Problem statement: Output, without alteration, the first line of the entries and each line after it, stopping with the line that contains "const LAST: u8 = DIGITS[61];".

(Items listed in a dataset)
//! Fractional ordering keys for list positions.
//!
//! Keys are strings that sort lexicographically in display order. A key is an
//! integer part followed by an optional fraction, both written in base-62
//! digits. The first character of the integer part encodes its length:
//! `a`..`z` are non-negative integers of 2..27 characters, `Z`..`A` are
//! negative integers of 2..27 characters. The first key ever handed out is
//! `a0`, appending after it yields `a1`, `a2`, ... and inserting between two
//! adjacent integers extends the fraction (`a0V`).
//!
//! Keys are compatible with the JavaScript `fractional-indexing` package, so
//! rows written by other clients sort the same way here.
//!
//! Two clients inserting into the same gap at the same time compute the same
//! key. Display order breaks such ties by item id; no key sorts strictly
//! between two equal keys.

use crate::DomainError;

const DIGITS: &[u8; 62] = b"0123456789ABCDEFGHIJKLMNOPQRSTUVWXYZabcdefghijklmnopqrstuvwxyz";
const ZERO: u8 = DIGITS[0];
const LAST: u8 = DIGITS[61];

/// Smallest representable integer part; it can never be decremented.
const SMALLEST_INTEGER: &str = "A00000000000000000000000000";

/// Returns a key that sorts strictly between `prev` and `next`.
///
/// `None` means the bound is open: `key_between(None, Some(k))` sorts before
/// `k`, `key_between(Some(k), None)` sorts after `k`, and
/// `key_between(None, None)` is the key for an empty list.
pub fn key_between(prev: Option<&str>, next: Option<&str>) -> Result<String, DomainError> {
    if let Some(a) = prev {
        validate_key(a)?;
    }
    if let Some(b) = next {
        validate_key(b)?;
    }

    match (prev, next) {
        (None, None) => Ok("a0".to_string()),
        (None, Some(b)) => {
            let ib = integer_part(b)?;
            let fb = &b[ib.len()..];
            if ib == SMALLEST_INTEGER {
                return Ok(format!("{}{}", ib, midpoint(b"", Some(fb.as_bytes()))?));
            }
            if ib.len() < b.len() {
                return Ok(ib.to_string());
            }
            decrement_integer(ib)?
                .ok_or_else(|| DomainError::invalid_order_key("cannot sort before the smallest key"))
        }
        (Some(a), None) => {
            let ia = integer_part(a)?;
            let fa = &a[ia.len()..];
            match increment_integer(ia)? {
                Some(i) => Ok(i),
                None => Ok(format!("{}{}", ia, midpoint(fa.as_bytes(), None)?)),
            }
        }
        (Some(a), Some(b)) => {
            if a >= b {
                return Err(DomainError::invalid_order_key(format!(
                    "{} >= {}",
                    a, b
                )));
            }
            let ia = integer_part(a)?;
            let fa = &a[ia.len()..];
            let ib = integer_part(b)?;
            let fb = &b[ib.len()..];
            if ia == ib {
                return Ok(format!(
                    "{}{}",
                    ia,
                    midpoint(fa.as_bytes(), Some(fb.as_bytes()))?
                ));
            }
            let i = increment_integer(ia)?
                .ok_or_else(|| DomainError::invalid_order_key("cannot sort after the largest key"))?;
            if i.as_str() < b {
                return Ok(i);
            }
            Ok(format!("{}{}", ia, midpoint(fa.as_bytes(), None)?))
        }
    }
}

/// Midpoint of two fractions, `b = None` meaning one past the end.
fn midpoint(a: &[u8], b: Option<&[u8]>) -> Result<String, DomainError> {
    if let Some(b) = b {
        if a >= b {
            return Err(DomainError::invalid_order_key("fraction bounds out of order"));
        }
    }
    if a.last() == Some(&ZERO) || b.and_then(|b| b.last()) == Some(&ZERO) {
        return Err(DomainError::invalid_order_key("trailing zero in fraction"));
    }

    if let Some(b) = b {
        // Strip the common prefix, padding `a` with zeros. `b` can't run out
        // first because a < b.
        let mut n = 0;
        while n < b.len() && a.get(n).copied().unwrap_or(ZERO) == b[n] {
            n += 1;
        }
        if n > 0 {
            let prefix = String::from_utf8_lossy(&b[..n]).into_owned();
            let rest_a = if n < a.len() { &a[n..] } else { &[][..] };
            return Ok(prefix + &midpoint(rest_a, Some(&b[n..]))?);
        }
    }

    let digit_a = match a.first() {
        Some(c) => digit_value(*c)?,
        None => 0,
    };
    let digit_b = match b {
        Some(b) => match b.first() {
            Some(c) => digit_value(*c)?,
            None => DIGITS.len(),
        },
        None => DIGITS.len(),
    };

    if digit_b - digit_a > 1 {
        // Math.round on the half, as the JS implementation does
        let mid = (digit_a + digit_b + 1) / 2;
        return Ok((DIGITS[mid] as char).to_string());
    }

    // First digits are consecutive.
    match b {
        Some(b) if b.len() > 1 => Ok((b[0] as char).to_string()),
        _ => {
            let rest = if a.is_empty() { &[][..] } else { &a[1..] };
            Ok(format!(
                "{}{}",
                DIGITS[digit_a] as char,
                midpoint(rest, None)?
            ))
        }
    }
}

fn digit_value(c: u8) -> Result<usize, DomainError> {
    DIGITS
        .iter()
        .position(|d| *d == c)
        .ok_or_else(|| DomainError::invalid_order_key(format!("invalid digit {:?}", c as char)))
}

fn integer_length(head: u8) -> Result<usize, DomainError> {
    match head {
        b'a'..=b'z' => Ok((head - b'a') as usize + 2),
        b'A'..=b'Z' => Ok((b'Z' - head) as usize + 2),
        _ => Err(DomainError::invalid_order_key(format!(
            "invalid integer head {:?}",
            head as char
        ))),
    }
}

fn integer_part(key: &str) -> Result<&str, DomainError> {
    let head = key
        .as_bytes()
        .first()
        .copied()
        .ok_or_else(|| DomainError::invalid_order_key("empty key"))?;
    let len = integer_length(head)?;
    if len > key.len() {
        return Err(DomainError::invalid_order_key(format!(
            "integer part of {} is truncated",
            key
        )));
    }
    Ok(&key[..len])
}

fn validate_key(key: &str) -> Result<(), DomainError> {
    if !key.is_ascii() {
        return Err(DomainError::invalid_order_key(format!("non-ascii key {}", key)));
    }
    if key == SMALLEST_INTEGER {
        return Err(DomainError::invalid_order_key("smallest integer is reserved"));
    }
    let int = integer_part(key)?;
    for c in key.bytes().skip(1) {
        digit_value(c)?;
    }
    let fraction = &key[int.len()..];
    if fraction.as_bytes().last() == Some(&ZERO) {
        return Err(DomainError::invalid_order_key(format!(
            "trailing zero in {}",
            key
        )));
    }
    Ok(())
}

fn increment_integer(x: &str) -> Result<Option<String>, DomainError> {
    let bytes = x.as_bytes();
    let head = bytes[0];
    let mut digs: Vec<u8> = bytes[1..].to_vec();

    let mut carry = true;
    for d in digs.iter_mut().rev() {
        let next = digit_value(*d)? + 1;
        if next == DIGITS.len() {
            *d = ZERO;
        } else {
            *d = DIGITS[next];
            carry = false;
            break;
        }
    }

    if carry {
        if head == b'Z' {
            return Ok(Some(format!("a{}", ZERO as char)));
        }
        if head == b'z' {
            return Ok(None);
        }
        let h = head + 1;
        if h > b'a' {
            digs.push(ZERO);
        } else {
            digs.pop();
        }
        return Ok(Some(assemble(h, &digs)));
    }
    Ok(Some(assemble(head, &digs)))
}

fn decrement_integer(x: &str) -> Result<Option<String>, DomainError> {
    let bytes = x.as_bytes();
    let head = bytes[0];
    let mut digs: Vec<u8> = bytes[1..].to_vec();

    let mut borrow = true;
    for d in digs.iter_mut().rev() {
        let value = digit_value(*d)?;
        if value == 0 {
            *d = LAST;
        } else {
            *d = DIGITS[value - 1];
            borrow = false;
            break;
        }
    }

    if borrow {
        if head == b'a' {
            return Ok(Some(format!("Z{}", LAST as char)));
        }
        if head == b'A' {
            return Ok(None);
        }
        let h = head - 1;
        if h < b'Z' {
            digs.push(LAST);
        } else {
            digs.pop();
        }
        return Ok(Some(assemble(h, &digs)));
    }
    Ok(Some(assemble(head, &digs)))
}

fn assemble(head: u8, digs: &[u8]) -> String {
    let mut out = String::with_capacity(digs.len() + 1);
    out.push(head as char);
    out.extend(digs.iter().map(|d| *d as char));
    out
}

Exercise response:
//! Fractional ordering keys for list positions.
//!
//! Keys are strings that sort lexicographically in display order. A key is an
//! integer part followed by an optional fraction, both written in base-62
//! digits. The first character of the integer part encodes its length:
//! `a`..`z` are non-negative integers of 2..27 characters, `Z`..`A` are
//! negative integers of 2..27 characters. The first key ever handed out is
//! `a0`, appending after it yields `a1`, `a2`, ... and inserting between two
//! adjacent integers extends the fraction (`a0V`).
//!
//! Keys are compatible with the JavaScript `fractional-indexing` package, so
//! rows written by other clients sort the same way here.
//!
//! Two clients inserting into the same gap at the same time compute the same
//! key. Display order breaks such ties by item id; no key sorts strictly
//! between two equal keys.

use crate::DomainError;

const DIGITS: &[u8; 62] = b"0123456789ABCDEFGHIJKLMNOPQRSTUVWXYZabcdefghijklmnopqrstuvwxyz";
const ZERO: u8 = DIGITS[0];
const LAST: u8 = DIGITS[61];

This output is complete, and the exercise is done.